To do
What you return must be every line from the beginning of the data through the line holding "use crate::repair::repair_namespaces;", unchanged.

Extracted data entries
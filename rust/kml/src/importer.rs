// This Source Code Form is subject to the terms of the Mozilla Public
// License, v. 2.0. If a copy of the MPL was not distributed with this
// file, You can obtain one at https://mozilla.org/MPL/2.0/.

//! KML document → entity tree.

use crate::coordinates::parse_coordinates;
use crate::error::{Error, Result};
use crate::repair::repair_namespaces;
use crate::style::{child_text, poly_color, StyleTables};
use c3ml_core::{Color, Coordinate, Entity, EntityCollection, Properties};
use c3ml_geometry::close_ring;
use roxmltree::{Document, Node, ParsingOptions};
use rustc_hash::FxHashMap;

/// Features that are recognized but produce no entities
const SKIPPED_FEATURES: &[&str] = &["NetworkLink", "GroundOverlay", "ScreenOverlay", "PhotoOverlay"];

#[derive(Debug, Clone, Copy, PartialEq, Eq)]
enum FeatureKind {
    Document,
    Folder,
    Placemark,
}

impl FeatureKind {
    fn from_tag(tag: &str) -> Option<Self> {
        match tag {
            "Document" => Some(FeatureKind::Document),
            "Folder" => Some(FeatureKind::Folder),
            "Placemark" => Some(FeatureKind::Placemark),
            _ => None,
        }
    }
}

/// KML 2.1 `<Schema name=".." parent="..">` declaration
#[derive(Debug, Clone)]
struct CustomFeature {
    kind: FeatureKind,
    /// `SimpleField` names read as properties
    fields: Vec<String>,
}

/// Converts KML documents into entity collections
#[derive(Debug, Clone, Copy, Default)]
pub struct KmlImporter;

impl KmlImporter {
    pub fn new() -> Self {
        Self
    }

    /// Import a UTF-8 encoded document
    pub fn import(&self, bytes: &[u8]) -> Result<EntityCollection> {
        let text = std::str::from_utf8(bytes)
            .map_err(|e| Error::unreadable(format!("document is not UTF-8: {}", e)))?;
        self.import_str(text)
    }

    pub fn import_str(&self, text: &str) -> Result<EntityCollection> {
        let text = text.strip_prefix('\u{feff}').unwrap_or(text);
        let repaired = match repair_namespaces(text) {
            Ok(repaired) => Some(repaired),
            Err(e) => {
                tracing::warn!(error = %e, "KML namespace repair failed, parsing original text");
                None
            }
        };
        let options = ParsingOptions {
            allow_dtd: true,
            ..ParsingOptions::default()
        };
        let doc = Document::parse_with_options(repaired.as_deref().unwrap_or(text), options)?;
        let root = doc.root_element();
        if !root.has_tag_name("kml") {
            return Err(Error::unreadable(format!(
                "root element is <{}>, expected <kml>",
                root.tag_name().name()
            )));
        }

        let top = root.children().find(|n| n.is_element());
        let styles = match top {
            Some(document) if document.has_tag_name("Document") => StyleTables::build(document),
            _ => StyleTables::default(),
        };

        let mut walker = FeatureWalker {
            styles: &styles,
            schemas: custom_features(root),
            collection: EntityCollection::new(),
        };
        for feature in root.children().filter(|n| n.is_element()) {
            walker.visit(feature, None)?;
        }

        let collection = walker.collection;
        collection.validate()?;
        tracing::info!(entities = collection.len(), "Imported KML document");
        Ok(collection)
    }
}

/// Import with default settings
pub fn import_kml(bytes: &[u8]) -> Result<EntityCollection> {
    KmlImporter::new().import(bytes)
}

fn custom_features(root: Node) -> FxHashMap<String, CustomFeature> {
    let mut schemas = FxHashMap::default();
    for schema in root.descendants().filter(|n| n.has_tag_name("Schema")) {
        let (Some(name), Some(parent)) = (schema.attribute("name"), schema.attribute("parent")) else {
            continue;
        };
        let Some(kind) = FeatureKind::from_tag(parent.trim()) else {
            tracing::debug!(schema = name, schema_parent = parent, "Schema parent is not a feature, ignoring");
            continue;
        };
        let fields = schema
            .children()
            .filter(|n| n.has_tag_name("SimpleField"))
            .filter_map(|f| f.attribute("name").map(str::to_string))
            .collect();
        schemas.insert(name.to_string(), CustomFeature { kind, fields });
    }
    schemas
}

struct FeatureWalker<'s> {
    styles: &'s StyleTables,
    schemas: FxHashMap<String, CustomFeature>,
    collection: EntityCollection,
}

impl<'s> FeatureWalker<'s> {
    fn visit(&mut self, node: Node, parent: Option<&str>) -> Result<()> {
        let tag = node.tag_name().name();
        let custom = self.schemas.get(tag).cloned();
        let kind = match FeatureKind::from_tag(tag).or(custom.as_ref().map(|c| c.kind)) {
            Some(kind) => kind,
            None => {
                if SKIPPED_FEATURES.contains(&tag) {
                    tracing::debug!(feature = tag, "Unsupported feature, skipping");
                }
                return Ok(());
            }
        };

        let mut properties = feature_properties(node);
        if let Some(custom) = &custom {
            for field in &custom.fields {
                if let Some(value) = child_text(node, field) {
                    properties.insert(field.clone(), value.trim().to_string());
                }
            }
        }
        let name = child_text(node, "name").map(str::trim).unwrap_or(tag).to_string();
        let preferred_id = node.attribute("id");

        match kind {
            FeatureKind::Document | FeatureKind::Folder => {
                let entity = Entity::container(name)
                    .with_id(self.collection.unique_id(preferred_id))
                    .with_properties(properties);
                let id = self.insert(parent, entity)?;
                for child in node.children().filter(|n| n.is_element()) {
                    self.visit(child, Some(&id))?;
                }
            }
            FeatureKind::Placemark => {
                let color = self.placemark_color(node);
                let Some(geometry) = node.children().find(|n| is_geometry(n.tag_name().name())) else {
                    tracing::debug!(placemark = name.as_str(), "Placemark without geometry, skipping");
                    return Ok(());
                };
                self.geometry(geometry, name, preferred_id, color, properties, parent)?;
            }
        }
        Ok(())
    }

    /// Inline `PolyStyle` first, then the `styleUrl` through the style
    /// tables, then white.
    fn placemark_color(&self, placemark: Node) -> Color {
        placemark
            .children()
            .find(|n| n.has_tag_name("Style"))
            .and_then(poly_color)
            .or_else(|| child_text(placemark, "styleUrl").and_then(|url| self.styles.resolve(url)))
            .unwrap_or(Color::WHITE)
    }

    fn geometry(
        &mut self,
        geometry: Node,
        name: String,
        preferred_id: Option<&str>,
        color: Color,
        properties: Properties,
        parent: Option<&str>,
    ) -> Result<()> {
        let tag = geometry.tag_name().name();
        let entity = match tag {
            "Point" => Entity::point(name, coordinates_of(geometry)?),
            "LineString" | "LinearRing" => Entity::line(name, coordinates_of(geometry)?),
            "Polygon" => {
                let mut outer = geometry
                    .children()
                    .find(|n| n.has_tag_name("outerBoundaryIs"))
                    .and_then(|b| b.children().find(|n| n.has_tag_name("LinearRing")))
                    .map(coordinates_of)
                    .transpose()?
                    .unwrap_or_default();
                close_ring(&mut outer);
                let holes = geometry
                    .children()
                    .filter(|n| n.has_tag_name("innerBoundaryIs"))
                    .count();
                if holes > 0 {
                    tracing::debug!(polygon = name.as_str(), holes, "Polygon holes are not imported");
                }
                Entity::polygon(name, outer, Vec::new())
            }
            "MultiGeometry" => {
                let entity = Entity::container(name.clone())
                    .with_id(self.collection.unique_id(preferred_id))
                    .with_color(color)
                    .with_properties(properties.clone());
                let id = self.insert(parent, entity)?;
                let parts = geometry.children().filter(|n| is_geometry(n.tag_name().name()));
                for (index, part) in parts.enumerate() {
                    let part_name = format!("{}_child_{}", name, index);
                    self.geometry(part, part_name, None, color, properties.clone(), Some(&id))?;
                }
                return Ok(());
            }
            _ => {
                tracing::debug!(geometry = tag, "Model geometry is not converted, skipping");
                return Ok(());
            }
        };

        let entity = entity
            .with_id(self.collection.unique_id(preferred_id))
            .with_color(color)
            .with_properties(properties);
        self.insert(parent, entity)?;
        Ok(())
    }

    fn insert(&mut self, parent: Option<&str>, entity: Entity) -> Result<String> {
        let id = match parent {
            Some(parent) => self.collection.insert_child(parent, entity)?,
            None => self.collection.insert(entity)?,
        };
        Ok(id)
    }
}

fn is_geometry(tag: &str) -> bool {
    matches!(
        tag,
        "Point" | "LineString" | "LinearRing" | "Polygon" | "MultiGeometry" | "Model"
    )
}

fn coordinates_of(geometry: Node) -> Result<Vec<Coordinate>> {
    match child_text(geometry, "coordinates") {
        Some(text) => parse_coordinates(text),
        None => Ok(Vec::new()),
    }
}

/// `<description>` and `<ExtendedData>` values of a feature
fn feature_properties(feature: Node) -> Properties {
    let mut props = Properties::new();
    if let Some(description) = child_text(feature, "description") {
        let description = description.trim();
        if !description.is_empty() {
            props.insert("description".to_string(), description.to_string());
        }
    }

    let Some(extended) = feature.children().find(|n| n.has_tag_name("ExtendedData")) else {
        return props;
    };
    for element in extended.children().filter(|n| n.is_element()) {
        match element.tag_name().name() {
            "Data" => {
                if let Some(name) = element.attribute("name") {
                    let value = child_text(element, "value").unwrap_or_default();
                    props.insert(name.to_string(), value.trim().to_string());
                }
            }
            "SchemaData" => {
                for simple in element.children().filter(|n| n.has_tag_name("SimpleData")) {
                    if let Some(name) = simple.attribute("name") {
                        props.insert(name.to_string(), simple.text().unwrap_or_default().trim().to_string());
                    }
                }
            }
            _ => {}
        }
    }
    props
}

#[cfg(test)]
mod tests {
    use super::*;

    #[test]
    fn test_feature_properties() {
        let doc = roxmltree::Document::parse(
            r##"<Placemark>
                <description> corner shop </description>
                <ExtendedData>
                    <Data name="floors"><value>2</value></Data>
                    <SchemaData schemaUrl="#s"><SimpleData name="use">retail</SimpleData></SchemaData>
                </ExtendedData>
            </Placemark>"##,
        )
        .unwrap();
        let props = feature_properties(doc.root_element());
        assert_eq!(props.len(), 3);
        assert_eq!(props["description"], "corner shop");
        assert_eq!(props["floors"], "2");
        assert_eq!(props["use"], "retail");
    }

    #[test]
    fn test_geometry_tags() {
        assert!(is_geometry("Polygon"));
        assert!(is_geometry("Model"));
        assert!(!is_geometry("name"));
    }
}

Output of the exercise
filename rust/kml/src/importer.rs
// This Source Code Form is subject to the terms of the Mozilla Public
// License, v. 2.0. If a copy of the MPL was not distributed with this
// file, You can obtain one at https://mozilla.org/MPL/2.0/.

//! KML document → entity tree.

use crate::coordinates::parse_coordinates;
use crate::error::{Error, Result};
use crate::repair::repair_namespaces;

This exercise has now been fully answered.